Below are the records. Transcribe them exactly.

··· Task input ···

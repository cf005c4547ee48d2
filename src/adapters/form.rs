use crate::core::{Field, FieldState, FormData, FormView, SelectOption};
use chrono::NaiveDate;
use std::collections::HashMap;

pub const DEFAULT_SUBMIT_LABEL: &str = "Invia Richiesta";

/// Form state held in memory; backs the CLI and tests.
#[derive(Debug, Clone)]
pub struct MemoryForm {
    data: FormData,
    field_states: HashMap<Field, FieldState>,
    submit_label: String,
    submit_disabled: bool,
    loading: bool,
    min_date: Option<NaiveDate>,
    time_options: Vec<SelectOption>,
    message_placeholder: Option<String>,
    slot_picker: bool,
    message_field: bool,
}

impl MemoryForm {
    pub fn new(data: FormData) -> Self {
        Self {
            data,
            field_states: HashMap::new(),
            submit_label: DEFAULT_SUBMIT_LABEL.to_string(),
            submit_disabled: false,
            loading: false,
            min_date: None,
            time_options: Vec::new(),
            message_placeholder: None,
            slot_picker: true,
            message_field: true,
        }
    }

    /// A page without the date/time pair.
    pub fn without_slot_picker(mut self) -> Self {
        self.slot_picker = false;
        self
    }

    pub fn without_message_field(mut self) -> Self {
        self.message_field = false;
        self
    }

    pub fn data(&self) -> &FormData {
        &self.data
    }

    pub fn set_value(&mut self, key: &str, value: &str) {
        self.data.insert(key, value);
    }

    pub fn field_state(&self, field: Field) -> Option<FieldState> {
        self.field_states.get(&field).copied()
    }

    pub fn is_loading(&self) -> bool {
        self.loading
    }

    pub fn min_date(&self) -> Option<NaiveDate> {
        self.min_date
    }

    pub fn time_options(&self) -> &[SelectOption] {
        &self.time_options
    }

    pub fn message_placeholder(&self) -> Option<&str> {
        self.message_placeholder.as_deref()
    }
}

impl FormView for MemoryForm {
    fn form_data(&self) -> FormData {
        self.data.clone()
    }

    fn set_field_state(&mut self, field: Field, state: FieldState) {
        self.field_states.insert(field, state);
    }

    fn submit_label(&self) -> String {
        self.submit_label.clone()
    }

    fn set_submit_label(&mut self, label: &str) {
        self.submit_label = label.to_string();
    }

    fn is_submit_disabled(&self) -> bool {
        self.submit_disabled
    }

    fn set_submit_disabled(&mut self, disabled: bool) {
        self.submit_disabled = disabled;
    }

    fn set_loading(&mut self, loading: bool) {
        self.loading = loading;
    }

    fn reset(&mut self) {
        self.data = FormData::new();
    }

    fn has_slot_picker(&self) -> bool {
        self.slot_picker
    }

    fn set_min_date(&mut self, date: NaiveDate) {
        self.min_date = Some(date);
    }

    fn set_time_options(&mut self, options: &[SelectOption]) {
        self.time_options = options.to_vec();
    }

    fn has_message_field(&self) -> bool {
        self.message_field
    }

    fn set_message_placeholder(&mut self, hint: &str) {
        self.message_placeholder = Some(hint.to_string());
    }
}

···

_Answer for this exercise:_
repository cf005c4547ee48d2
filename src/adapters/form.rs
use crate::core::{Field, FieldState, FormData, FormView, SelectOption};
use chrono::NaiveDate;
use std::collections::HashMap;

pub const DEFAULT_SUBMIT_LABEL: &str = "Invia Richiesta";

/// Form state held in memory; backs the CLI and tests.
#[derive(Debug, Clone)]
pub struct MemoryForm {
    data: FormData,
    field_states: HashMap<Field, FieldState>,
    submit_label: String,
    submit_disabled: bool,
    loading: bool,
    min_date: Option<NaiveDate>,
    time_options: Vec<SelectOption>,
    message_placeholder: Option<String>,
    slot_picker: bool,
    message_field: bool,
}

impl MemoryForm {
    pub fn new(data: FormData) -> Self {
        Self {
            data,
            field_states: HashMap::new(),
            submit_label: DEFAULT_SUBMIT_LABEL.to_string(),
            submit_disabled: false,
            loading: false,
            min_date: None,
            time_options: Vec::new(),
            message_placeholder: None,
            slot_picker: true,
            message_field: true,
        }
    }

    /// A page without the date/time pair.
    pub fn without_slot_picker(mut self) -> Self {
        self.slot_picker = false;
        self
    }

    pub fn without_message_field(mut self) -> Self {
        self.message_field = false;
        self
    }

    pub fn data(&self) -> &FormData {
        &self.data
    }

    pub fn set_value(&mut self, key: &str, value: &str) {
        self.data.insert(key, value);
    }

    pub fn field_state(&self, field: Field) -> Option<FieldState> {
        self.field_states.get(&field).copied()
    }

    pub fn is_loading(&self) -> bool {
        self.loading
    }

    pub fn min_date(&self) -> Option<NaiveDate> {
        self.min_date
    }

    pub fn time_options(&self) -> &[SelectOption] {
        &self.time_options
    }

    pub fn message_placeholder(&self) -> Option<&str> {
        self.message_placeholder.as_deref()
    }
}

impl FormView for MemoryForm {
    fn form_data(&self) -> FormData {
        self.data.clone()
    }

    fn set_field_state(&mut self, field: Field, state: FieldState) {
        self.field_states.insert(field, state);
    }

    fn submit_label(&self) -> String {
        self.submit_label.clone()
    }

    fn set_submit_label(&mut self, label: &str) {
        self.submit_label = label.to_string();
    }

    fn is_submit_disabled(&self) -> bool {
        self.submit_disabled
    }

    fn set_submit_disabled(&mut self, disabled: bool) {
        self.submit_disabled = disabled;
    }

    fn set_loading(&mut self, loading: bool) {
        self.loading = loading;
    }

    fn reset(&mut self) {
        self.data = FormData::new();
    }

    fn has_slot_picker(&self) -> bool {
        self.slot_picker
    }

    fn set_min_date(&mut self, date: NaiveDate) {
        self.min_date = Some(date);
    }

    fn set_time_options(&mut self, options: &[SelectOption]) {
        self.time_options = options.to_vec();
    }

    fn has_message_field(&self) -> bool {
        self.message_field
    }

    fn set_message_placeholder(&mut self, hint: &str) {
        self.message_placeholder = Some(hint.to_string());
    }
}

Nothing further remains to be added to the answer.